Problem to work on:
In the entries below, find the line with "input from the" and print exactly every line from there up to and including the line with "The raw bit", with no other lines.

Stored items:
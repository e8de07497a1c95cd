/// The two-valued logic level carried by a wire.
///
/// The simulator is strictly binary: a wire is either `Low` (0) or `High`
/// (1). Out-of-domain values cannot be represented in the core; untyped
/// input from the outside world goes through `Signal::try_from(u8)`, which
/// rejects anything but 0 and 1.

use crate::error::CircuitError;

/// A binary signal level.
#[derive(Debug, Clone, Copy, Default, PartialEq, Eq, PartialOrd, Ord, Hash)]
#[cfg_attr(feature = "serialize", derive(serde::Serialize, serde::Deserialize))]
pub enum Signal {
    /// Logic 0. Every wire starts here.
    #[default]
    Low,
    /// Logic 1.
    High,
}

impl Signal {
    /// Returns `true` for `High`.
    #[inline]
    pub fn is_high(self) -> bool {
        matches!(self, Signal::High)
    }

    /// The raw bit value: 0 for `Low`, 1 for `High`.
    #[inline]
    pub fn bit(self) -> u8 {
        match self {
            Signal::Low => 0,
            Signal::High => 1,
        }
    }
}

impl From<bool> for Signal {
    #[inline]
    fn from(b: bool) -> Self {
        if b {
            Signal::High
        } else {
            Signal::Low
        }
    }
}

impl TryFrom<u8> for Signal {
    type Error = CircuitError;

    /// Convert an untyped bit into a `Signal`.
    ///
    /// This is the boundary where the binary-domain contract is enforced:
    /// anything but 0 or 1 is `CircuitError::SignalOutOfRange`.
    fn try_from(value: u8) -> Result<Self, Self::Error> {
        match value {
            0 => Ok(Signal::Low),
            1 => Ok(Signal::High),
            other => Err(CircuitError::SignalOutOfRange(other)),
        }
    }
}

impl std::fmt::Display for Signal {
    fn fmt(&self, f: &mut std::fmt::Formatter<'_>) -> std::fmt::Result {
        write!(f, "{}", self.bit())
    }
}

Exercise answer:
/// input from the outside world goes through `Signal::try_from(u8)`, which
/// rejects anything but 0 and 1.

use crate::error::CircuitError;

/// A binary signal level.
#[derive(Debug, Clone, Copy, Default, PartialEq, Eq, PartialOrd, Ord, Hash)]
#[cfg_attr(feature = "serialize", derive(serde::Serialize, serde::Deserialize))]
pub enum Signal {
    /// Logic 0. Every wire starts here.
    #[default]
    Low,
    /// Logic 1.
    High,
}

impl Signal {
    /// Returns `true` for `High`.
    #[inline]
    pub fn is_high(self) -> bool {
        matches!(self, Signal::High)
    }

    /// The raw bit value: 0 for `Low`, 1 for `High`.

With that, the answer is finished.